■ **Recorded information**
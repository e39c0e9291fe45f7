//! `skillbridge discover`

use anyhow::Result;
use skillbridge_core::{TaskFilter, UserId};

use super::load_view;
use crate::output;

pub async fn handle(
    api_url: Option<String>,
    volunteer: Option<UserId>,
    filter: TaskFilter,
) -> Result<()> {
    let mut view = load_view(api_url, volunteer).await?;
    view.set_filter(filter);

    output::header("Discover tasks");
    output::tasks(view.visible_tasks());

    if view.visible_tasks().is_empty() && !view.filter().is_empty() {
        let (locations, skills) = view.filter_choices();
        output::dim(&format!("Locations: {}", locations.join(", ")));
        output::dim(&format!("Skills: {}", skills.join(", ")));
    }

    println!();
    output::header("Recommended for you");
    output::matches(&view.visible_matches());

    view.unmount();
    Ok(())
}
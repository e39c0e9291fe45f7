//! Error types for observability crate

use thiserror::Error;

/// Errors that can occur during observability initialization
#[derive(Error, Debug)]
pub enum ObservabilityError {
    /// A global subscriber is already installed, or the layer stack failed
    #[error("Failed to initialize observability: {0}")]
    InitFailed(String),

    /// Configuration error
    #[error("Configuration error: {0}")]
    Config(String),
}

■ **What you should do**
Return the lines from the one containing "#[derive(Error, Debug)]" through the last line of the records. Include both ends and nothing else.

■ **The answer**
#[derive(Error, Debug)]
pub enum ObservabilityError {
    /// A global subscriber is already installed, or the layer stack failed
    #[error("Failed to initialize observability: {0}")]
    InitFailed(String),

    /// Configuration error
    #[error("Configuration error: {0}")]
    Config(String),
}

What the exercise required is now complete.